Di pochi giorni fa la vicenda, nel maceratese, di una ragazza (S. T.) vittima di un grave episodio di molestia di strada. Stando ai fatti raccontati nel video dalla ragazza stessa (e condiviso nelle pagine social personali), la giovane (22 anni) sarebbe uscita alle 6.45 del mattino. “Ho visto un uomo che mi seguiva, e mi sono sbrigata a tornare a casa”; “a un certo punto mi ha chiesto delle informazioni su un posto, ho risposto per cortesia, ho abbassato lo sguardo e ho notato che si stava masturbando”.
La ragazza, oltre a sorreggere il peso di una violenza subita, deve misurarsi con un altro molestatore, martellante e insidioso: l’ ‘hate speech’ per aver condiviso sui social una video-testimonianza. Si dimentica, tuttavia, che non è così scontata la presa di coscienza di essere stati vittime di una violenza (o molestia che sia), ben che meno la conseguente condivisione social della vicenda. Parlare, denunciare, testimoniare per intorpidire un comportamento fin troppo assiduo. Tuttavia, per molte persone non risulta così facile sporgere denuncia. Molto spesso all’atto fisico e offensivo si deve anche aggiungere la componente psicologica che catapulta la vittima in un girone di vergogna ingiustificata.
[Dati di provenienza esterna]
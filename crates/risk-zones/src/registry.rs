//! Zone registry: ordered, validated, read-only during a watch session

use crate::{Result, RiskLevel, RiskZone, ZoneError};
use async_trait::async_trait;
use geofence::GeoPoint;
use serde::{Deserialize, Serialize};
use std::collections::HashSet;
use std::fs::File;
use std::io::BufReader;
use std::path::Path;
use tracing::{debug, info};

/// Remote registry (restricted-areas endpoint or similar)
#[async_trait]
pub trait ZoneSource: Send + Sync {
    async fn fetch_zones(&self, include_inactive: bool) -> Result<Vec<RiskZone>>;
}

/// Partial update for the administrative bulk-update path
#[derive(Debug, Clone, Default, Serialize, Deserialize)]
pub struct ZoneUpdate {
    pub id: String,
    #[serde(default)]
    pub name: Option<String>,
    #[serde(default)]
    pub center: Option<GeoPoint>,
    #[serde(default)]
    pub radius_m: Option<f64>,
    #[serde(default)]
    pub risk_level: Option<RiskLevel>,
    #[serde(default)]
    pub description: Option<String>,
    #[serde(default)]
    pub active: Option<bool>,
}

#[derive(Debug, Clone, Default)]
pub struct ZoneRegistry {
    zones: Vec<RiskZone>,
}

impl ZoneRegistry {
    /// Validates ids are unique and radii are finite and positive.
    /// Input order is kept: it is the evaluator's tie-break.
    pub fn new(zones: Vec<RiskZone>) -> Result<Self> {
        let mut seen = HashSet::with_capacity(zones.len());
        for zone in &zones {
            if !seen.insert(zone.id.as_str()) {
                return Err(ZoneError::DuplicateId(zone.id.clone()));
            }
            if !zone.radius_m.is_finite() || zone.radius_m <= 0.0 {
                return Err(ZoneError::InvalidRadius {
                    id: zone.id.clone(),
                    radius_m: zone.radius_m,
                });
            }
        }
        Ok(Self { zones })
    }

    /// Five reference zones across Karachi, Lahore, Islamabad and Quetta
    pub fn with_default_zones() -> Self {
        let reference = [
            ("1", "Karachi Saddar", 24.8607, 67.0011, 3000.0, RiskLevel::High),
            ("2", "Lahore Liberty", 31.5204, 74.3587, 2000.0, RiskLevel::Medium),
            ("3", "Islamabad F-7", 33.6844, 73.0479, 1500.0, RiskLevel::Low),
            ("4", "Quetta Center", 30.1798, 66.975, 2500.0, RiskLevel::High),
            ("5", "Gulshan e Ghazali", 24.871335, 67.173782, 1000.0, RiskLevel::Medium),
        ];

        let zones = reference
            .into_iter()
            .filter_map(|(id, name, lat, lon, radius, level)| {
                GeoPoint::new(lat, lon)
                    .ok()
                    .map(|center| RiskZone::new(id, name, center, radius, level))
            })
            .collect();

        Self { zones }
    }

    pub fn from_json_file(path: impl AsRef<Path>) -> Result<Self> {
        let path = path.as_ref();
        info!("Loading risk zones from {:?}", path);

        let file = File::open(path)?;
        let zones: Vec<RiskZone> = serde_json::from_reader(BufReader::new(file))?;
        let registry = Self::new(zones)?;

        info!("Loaded {} risk zones", registry.len());
        Ok(registry)
    }

    /// One-time remote fetch. Inactive zones are dropped, order is kept.
    pub async fn fetch(source: &dyn ZoneSource) -> Result<Self> {
        let fetched = source.fetch_zones(false).await?;
        let total = fetched.len();
        let zones: Vec<RiskZone> = fetched.into_iter().filter(|z| z.active).collect();

        info!(
            "Fetched {} risk zones ({} inactive skipped)",
            zones.len(),
            total - zones.len()
        );
        Self::new(zones)
    }

    pub fn list(&self) -> &[RiskZone] {
        &self.zones
    }

    pub fn len(&self) -> usize {
        self.zones.len()
    }

    pub fn is_empty(&self) -> bool {
        self.zones.is_empty()
    }

    pub fn get(&self, id: &str) -> Result<&RiskZone> {
        self.zones
            .iter()
            .find(|z| z.id == id)
            .ok_or_else(|| ZoneError::NotFound(id.to_string()))
    }

    pub fn by_risk_level(&self, level: RiskLevel) -> impl Iterator<Item = &RiskZone> {
        self.zones.iter().filter(move |z| z.risk_level == level)
    }

    /// Case-insensitive substring match on the zone name
    pub fn search<'a>(&'a self, query: &str) -> impl Iterator<Item = &'a RiskZone> {
        let needle = query.trim().to_lowercase();
        self.zones
            .iter()
            .filter(move |z| z.name.to_lowercase().contains(&needle))
    }

    /// Zones whose center lies within `radius_km` of `point`, registry order
    pub fn nearby(&self, point: &GeoPoint, radius_km: f64) -> Vec<&RiskZone> {
        let radius_m = radius_km * 1000.0;
        self.zones
            .iter()
            .filter(|z| z.distance_m(point) <= radius_m)
            .collect()
    }

    /// Apply administrative updates, producing a new registry.
    ///
    /// Sessions hold their registry behind an `Arc`, so a running watch keeps
    /// evaluating against the snapshot it started with.
    pub fn with_updates(&self, updates: &[ZoneUpdate]) -> Result<Self> {
        let mut zones = self.zones.clone();

        for update in updates {
            let zone = zones
                .iter_mut()
                .find(|z| z.id == update.id)
                .ok_or_else(|| ZoneError::NotFound(update.id.clone()))?;

            if let Some(name) = &update.name {
                zone.name = name.clone();
            }
            if let Some(center) = update.center {
                zone.center = center;
            }
            if let Some(radius_m) = update.radius_m {
                zone.radius_m = radius_m;
            }
            if let Some(level) = update.risk_level {
                zone.risk_level = level;
            }
            if let Some(description) = &update.description {
                zone.description = Some(description.clone());
            }
            if let Some(active) = update.active {
                zone.active = active;
            }
            debug!("Applied update to zone {}", zone.id);
        }

        Self::new(zones)
    }
}
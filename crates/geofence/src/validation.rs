//! Location record validation for report forms
//!
//! Soft checks only: coordinates outside the region and unknown
//! province/city combinations produce warnings, never errors. The hard
//! region gate for submissions is `Region::is_within_region`.

use crate::{pakistan, GeoPoint, Region};
use serde::Serialize;

#[derive(Debug, Clone, Default, PartialEq, Serialize)]
pub struct LocationValidation {
    pub errors: Vec<String>,
    pub warnings: Vec<String>,
}

impl LocationValidation {
    pub fn is_valid(&self) -> bool {
        self.errors.is_empty()
    }
}

pub fn validate_location(
    region: &Region,
    province: Option<&str>,
    city: Option<&str>,
    point: Option<&GeoPoint>,
) -> LocationValidation {
    let mut result = LocationValidation::default();

    if let Some(point) = point {
        if !region.is_within_region(point) {
            result
                .warnings
                .push(format!("Location appears to be outside {}", region.name));
        }
    }

    if let (Some(province), Some(city)) = (non_empty(province), non_empty(city)) {
        if !is_known_province_city(province, city) {
            result
                .warnings
                .push("City may not belong to the selected province".to_string());
        }
    }

    result
}

fn non_empty(s: Option<&str>) -> Option<&str> {
    s.map(str::trim).filter(|s| !s.is_empty())
}

fn is_known_province_city(province: &str, city: &str) -> bool {
    pakistan::PROVINCE_CITIES
        .iter()
        .find(|(p, _)| *p == province)
        .map(|(_, cities)| cities.contains(&city))
        .unwrap_or(false)
}

#[derive(Debug, Clone, PartialEq, Serialize)]
pub struct NearbyCity {
    pub name: &'static str,
    pub province: &'static str,
    pub distance_km: f64,
}

/// Reference cities within `radius_km`, nearest first.
/// Distances are rounded to two decimals before filtering.
pub fn nearby_major_cities(point: &GeoPoint, radius_km: f64) -> Vec<NearbyCity> {
    let mut cities: Vec<NearbyCity> = pakistan::MAJOR_CITIES
        .iter()
        .map(|&(name, province, lat, lon)| {
            let km = point.distance_m(&GeoPoint::from_static(lat, lon)) / 1000.0;
            NearbyCity {
                name,
                province,
                distance_km: (km * 100.0).round() / 100.0,
            }
        })
        .filter(|c| c.distance_km <= radius_km)
        .collect();

    cities.sort_by(|a, b| a.distance_km.total_cmp(&b.distance_km));
    cities
}

#[cfg(test)]
mod tests {
    use super::*;

    fn pt(lat: f64, lon: f64) -> GeoPoint {
        GeoPoint::new(lat, lon).unwrap()
    }

    #[test]
    fn test_clean_record_has_no_findings() {
        let region = Region::pakistan();
        let v = validate_location(&region, Some("Sindh"), Some("Karachi"), Some(&pt(24.8607, 67.0011)));
        assert!(v.is_valid());
        assert!(v.warnings.is_empty());
    }

    #[test]
    fn test_outside_region_warns() {
        let region = Region::pakistan();
        // Delhi
        let v = validate_location(&region, None, None, Some(&pt(28.6139, 77.2090)));
        assert!(v.is_valid());
        assert_eq!(v.warnings, vec!["Location appears to be outside Pakistan".to_string()]);
    }

    #[test]
    fn test_province_city_mismatch_warns() {
        let region = Region::pakistan();
        let v = validate_location(&region, Some("Punjab"), Some("Quetta"), None);
        assert_eq!(v.warnings.len(), 1);

        let v = validate_location(&region, Some("GB"), Some("Skardu"), None);
        assert!(v.warnings.is_empty());

        // blank fields are not checked
        let v = validate_location(&region, Some("Punjab"), Some("  "), None);
        assert!(v.warnings.is_empty());
    }

    #[test]
    fn test_nearby_cities_sorted() {
        // Between Islamabad and Rawalpindi
        let cities = nearby_major_cities(&pt(33.62, 73.03), 50.0);
        let names: Vec<_> = cities.iter().map(|c| c.name).collect();
        assert_eq!(names.len(), 2);
        assert!(names.contains(&"Islamabad") && names.contains(&"Rawalpindi"));
        assert!(cities[0].distance_km <= cities[1].distance_km);
    }

    #[test]
    fn test_nearby_cities_empty_far_away() {
        assert!(nearby_major_cities(&pt(51.5074, -0.1278), 50.0).is_empty());
    }
}
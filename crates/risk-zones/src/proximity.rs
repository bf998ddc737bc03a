//! Proximity evaluator
//!
//! Pure function over (sample, zones, previous state). Alerts fire on
//! transitions only: a stream of samples inside the same zone yields one
//! `ZoneEntered`, and leaving a zone yields nothing.

use crate::RiskZone;
use geofence::GeoPoint;
use serde::{Deserialize, Serialize};

/// Width of the "near" ring outside each zone's radius
pub const NEAR_BUFFER_M: f64 = 200.0;

#[derive(Debug, Clone, Copy, PartialEq, Serialize, Deserialize)]
pub struct ProximityConfig {
    pub near_buffer_m: f64,
}

impl Default for ProximityConfig {
    fn default() -> Self {
        Self {
            near_buffer_m: NEAR_BUFFER_M,
        }
    }
}

#[derive(Debug, Clone, Copy, PartialEq, Eq, Serialize, Deserialize)]
pub enum Proximity {
    Contained,
    Near,
    Outside,
}

pub fn classify(distance_m: f64, radius_m: f64, near_buffer_m: f64) -> Proximity {
    if distance_m <= radius_m {
        Proximity::Contained
    } else if distance_m <= radius_m + near_buffer_m {
        Proximity::Near
    } else {
        Proximity::Outside
    }
}

/// Last zone ids seen by one watch session
#[derive(Debug, Clone, Default, PartialEq, Eq, Serialize, Deserialize)]
pub struct WatchSessionState {
    pub last_contained_zone_id: Option<String>,
    pub last_near_zone_id: Option<String>,
}

#[derive(Debug, Clone, PartialEq, Serialize, Deserialize)]
#[serde(tag = "event", rename_all = "snake_case")]
pub enum TransitionEvent {
    ZoneEntered { zone: RiskZone, distance_m: f64 },
    ZoneApproached { zone: RiskZone, distance_m: f64 },
}

impl TransitionEvent {
    pub fn zone(&self) -> &RiskZone {
        match self {
            Self::ZoneEntered { zone, .. } | Self::ZoneApproached { zone, .. } => zone,
        }
    }

    pub fn distance_m(&self) -> f64 {
        match self {
            Self::ZoneEntered { distance_m, .. } | Self::ZoneApproached { distance_m, .. } => *distance_m,
        }
    }

    pub fn is_entry(&self) -> bool {
        matches!(self, Self::ZoneEntered { .. })
    }
}

#[derive(Debug, Clone, PartialEq)]
pub struct Evaluation {
    pub new_state: WatchSessionState,
    pub events: Vec<TransitionEvent>,
}

/// Classify `sample` against every active zone.
///
/// First match wins in registry order, separately for containment and for
/// nearness. An event is emitted when the chosen id differs from the previous
/// one and the new id is present.
pub fn evaluate(
    sample: &GeoPoint,
    zones: &[RiskZone],
    previous: &WatchSessionState,
    config: &ProximityConfig,
) -> Evaluation {
    let mut contained: Option<(&RiskZone, f64)> = None;
    let mut near: Option<(&RiskZone, f64)> = None;

    for zone in zones.iter().filter(|z| z.active) {
        if contained.is_some() && near.is_some() {
            break;
        }
        let distance = zone.distance_m(sample);
        match classify(distance, zone.radius_m, config.near_buffer_m) {
            Proximity::Contained if contained.is_none() => contained = Some((zone, distance)),
            Proximity::Near if near.is_none() => near = Some((zone, distance)),
            _ => {}
        }
    }

    let new_state = WatchSessionState {
        last_contained_zone_id: contained.map(|(z, _)| z.id.clone()),
        last_near_zone_id: near.map(|(z, _)| z.id.clone()),
    };

    let mut events = Vec::new();
    if let Some((zone, distance_m)) = contained {
        if previous.last_contained_zone_id.as_deref() != Some(zone.id.as_str()) {
            events.push(TransitionEvent::ZoneEntered {
                zone: zone.clone(),
                distance_m,
            });
        }
    }
    if let Some((zone, distance_m)) = near {
        if previous.last_near_zone_id.as_deref() != Some(zone.id.as_str()) {
            events.push(TransitionEvent::ZoneApproached {
                zone: zone.clone(),
                distance_m,
            });
        }
    }

    Evaluation { new_state, events }
}

#[cfg(test)]
mod tests {
    use super::*;
    use crate::RiskLevel;

    fn pt(lat: f64, lon: f64) -> GeoPoint {
        GeoPoint::new(lat, lon).unwrap()
    }

    fn zone(id: &str, lat: f64, lon: f64, radius_m: f64) -> RiskZone {
        RiskZone::new(id, format!("Zone {id}"), pt(lat, lon), radius_m, RiskLevel::Medium)
    }

    #[test]
    fn test_classify_edges() {
        assert_eq!(classify(0.0, 100.0, 200.0), Proximity::Contained);
        assert_eq!(classify(100.0, 100.0, 200.0), Proximity::Contained);
        assert_eq!(classify(100.1, 100.0, 200.0), Proximity::Near);
        assert_eq!(classify(300.0, 100.0, 200.0), Proximity::Near);
        assert_eq!(classify(300.1, 100.0, 200.0), Proximity::Outside);
    }

    #[test]
    fn test_entry_fires_once() {
        let zones = vec![zone("a", 24.8607, 67.0011, 3000.0)];
        let config = ProximityConfig::default();

        let first = evaluate(&pt(24.8607, 67.0011), &zones, &WatchSessionState::default(), &config);
        assert_eq!(first.events.len(), 1);
        assert!(first.events[0].is_entry());
        assert_eq!(first.new_state.last_contained_zone_id.as_deref(), Some("a"));

        let second = evaluate(&pt(24.8610, 67.0015), &zones, &first.new_state, &config);
        assert!(second.events.is_empty());
        assert_eq!(second.new_state, first.new_state);
    }

    #[test]
    fn test_leaving_emits_nothing() {
        let zones = vec![zone("a", 0.0, 0.0, 500.0)];
        let inside = WatchSessionState {
            last_contained_zone_id: Some("a".to_string()),
            last_near_zone_id: None,
        };
        // ~11 km north
        let out = evaluate(&pt(0.1, 0.0), &zones, &inside, &ProximityConfig::default());
        assert!(out.events.is_empty());
        assert_eq!(out.new_state, WatchSessionState::default());
    }

    #[test]
    fn test_near_ring_emits_approach() {
        let zones = vec![zone("a", 0.0, 0.0, 1000.0)];
        // 0.01 deg latitude ~ 1112 m: outside the radius, inside the buffer
        let out = evaluate(&pt(0.01, 0.0), &zones, &WatchSessionState::default(), &ProximityConfig::default());
        assert_eq!(out.events.len(), 1);
        assert!(matches!(&out.events[0], TransitionEvent::ZoneApproached { zone, .. } if zone.id == "a"));
        assert_eq!(out.new_state.last_contained_zone_id, None);
        assert_eq!(out.new_state.last_near_zone_id.as_deref(), Some("a"));
    }

    #[test]
    fn test_buffer_is_configurable() {
        let zones = vec![zone("a", 0.0, 0.0, 1000.0)];
        let tight = ProximityConfig { near_buffer_m: 50.0 };
        let out = evaluate(&pt(0.01, 0.0), &zones, &WatchSessionState::default(), &tight);
        assert!(out.events.is_empty());
    }

    #[test]
    fn test_first_match_wins_not_closest() {
        // "wide" is listed first; the sample sits at the center of "tight"
        let zones = vec![zone("wide", 0.0, 0.0, 5000.0), zone("tight", 0.01, 0.0, 500.0)];
        let out = evaluate(&pt(0.01, 0.0), &zones, &WatchSessionState::default(), &ProximityConfig::default());
        assert_eq!(out.new_state.last_contained_zone_id.as_deref(), Some("wide"));
        assert_eq!(out.events.len(), 1);
    }

    #[test]
    fn test_contained_and_near_are_independent() {
        // inside "a", in the near ring of "b"
        let zones = vec![zone("a", 0.0, 0.0, 1000.0), zone("b", 0.0, 0.0054, 500.0)];
        let out = evaluate(&pt(0.0, 0.0), &zones, &WatchSessionState::default(), &ProximityConfig::default());
        assert_eq!(out.new_state.last_contained_zone_id.as_deref(), Some("a"));
        assert_eq!(out.new_state.last_near_zone_id.as_deref(), Some("b"));
        assert_eq!(out.events.len(), 2);
        assert!(out.events[0].is_entry());
        assert!(!out.events[1].is_entry());
    }

    #[test]
    fn test_switching_zones_fires_again() {
        let zones = vec![zone("a", 0.0, 0.0, 500.0), zone("b", 1.0, 1.0, 500.0)];
        let config = ProximityConfig::default();
        let in_a = evaluate(&pt(0.0, 0.0), &zones, &WatchSessionState::default(), &config);
        let in_b = evaluate(&pt(1.0, 1.0), &zones, &in_a.new_state, &config);
        assert_eq!(in_b.events.len(), 1);
        assert_eq!(in_b.events[0].zone().id, "b");
    }

    #[test]
    fn test_inactive_zones_ignored() {
        let mut z = zone("a", 0.0, 0.0, 500.0);
        z.active = false;
        let out = evaluate(&pt(0.0, 0.0), &[z], &WatchSessionState::default(), &ProximityConfig::default());
        assert!(out.events.is_empty());
        assert_eq!(out.new_state, WatchSessionState::default());
    }
}
//! Online/offline flag shared by the pipeline and the queue

use std::sync::Arc;
use tokio::sync::watch;
use tracing::info;

#[derive(Debug, Clone)]
pub struct ConnectivityMonitor {
    tx: Arc<watch::Sender<bool>>,
}

impl ConnectivityMonitor {
    pub fn new(online: bool) -> Self {
        let (tx, _) = watch::channel(online);
        Self { tx: Arc::new(tx) }
    }

    pub fn is_online(&self) -> bool {
        *self.tx.borrow()
    }

    /// Returns true when the flag actually changed
    pub fn set_online(&self, online: bool) -> bool {
        let changed = self.tx.send_if_modified(|current| {
            if *current == online {
                false
            } else {
                *current = online;
                true
            }
        });
        if changed {
            info!("Connectivity changed: {}", if online { "online" } else { "offline" });
        }
        changed
    }

    pub fn subscribe(&self) -> watch::Receiver<bool> {
        self.tx.subscribe()
    }
}

impl Default for ConnectivityMonitor {
    fn default() -> Self {
        Self::new(true)
    }
}

#[cfg(test)]
mod tests {
    use super::*;

    #[tokio::test]
    async fn test_transitions_notify_subscribers() {
        let monitor = ConnectivityMonitor::new(false);
        let mut rx = monitor.subscribe();

        assert!(!monitor.set_online(false));
        assert!(!rx.has_changed().unwrap());

        assert!(monitor.set_online(true));
        rx.changed().await.unwrap();
        assert!(*rx.borrow_and_update());
        assert!(monitor.is_online());
    }
}
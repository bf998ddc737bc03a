//! Backend seams: submission endpoint and reverse geocoder

use crate::payload::SubmissionPayload;
use async_trait::async_trait;
use geofence::GeoPoint;
use serde::{Deserialize, Serialize};
use thiserror::Error;

#[derive(Error, Debug, Clone, PartialEq)]
pub enum SubmitError {
    #[error("Network failure: {0}")]
    Network(String),

    #[error("Request timed out")]
    Timeout,

    /// Structured validation error from the backend; not retried
    #[error("Rejected by backend: {message}")]
    Rejected { message: String, errors: Vec<String> },
}

impl SubmitError {
    pub fn is_transient(&self) -> bool {
        !matches!(self, Self::Rejected { .. })
    }
}

#[derive(Debug, Clone, PartialEq, Serialize, Deserialize)]
pub struct SubmissionReceipt {
    /// Created resource id
    pub id: Option<i64>,
    pub message: String,
}

#[async_trait]
pub trait Submitter: Send + Sync {
    async fn submit(&self, payload: &SubmissionPayload) -> Result<SubmissionReceipt, SubmitError>;
}

#[derive(Debug, Clone, Default, PartialEq, Serialize, Deserialize)]
pub struct Address {
    pub street_address: String,
    pub neighborhood: String,
    pub district: String,
    pub city: String,
    pub province: String,
    pub country: String,
}

#[async_trait]
pub trait ReverseGeocoder: Send + Sync {
    async fn reverse_geocode(&self, point: &GeoPoint) -> Result<Address, SubmitError>;
}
Una violenza è una violenza, e l’invito è sempre quello di denunciarla.
Per intenderci, battaglie per i diritti umani non si sono fatte in sordina e nascoste all’opinione pubblica. Come rendono benissimo le parole di Lea Melandri nel saggio ‘Amore e violenza’ è “come se l’evidenza, che passa sotto gli occhi di tutti, per strada o alle fermate della metro, quando accendiamo la televisione o sfogliamo un giornale, avesse avuto bisogno, per rendersi visibile, di una scossa dall’esterno”. Ogni piccolo gesto è fondamentale a diffondere coraggio e solidarietà.
Meno recente quello che è successo a Mariachiara Cataldo, Francesca Penotti, Giulia Chinigo e Francesca Sapey. La testimonianza social della prima ha convinto le altre a creare una rete di contatti di ausilio alle vittime di violenza. Moltissime donne hanno accolto l’invito e si sono esposte. Il post è diventato un manifesto, le quattro amiche ne hanno fatto un movimento social antiviolenza che si chiama «Break The Silence Ita».
A chi rivolgersi se si è vittime di cat-calling?
Ci sono tantissimi centri anti-violenza che offrono assistenza psicologica, accoglienza e ospitalità. Il telefono rosa è sempre attivo al numero 1522. Il 1522 è un servizio pubblico promosso dalla Presidenza del Consiglio dei Ministri – Dipartimento per le Pari Opportunità. Il numero, gratuito è attivo 24 h su 24, accoglie con operatrici specializzate le richieste di aiuto e sostegno delle vittime di violenza e stalking.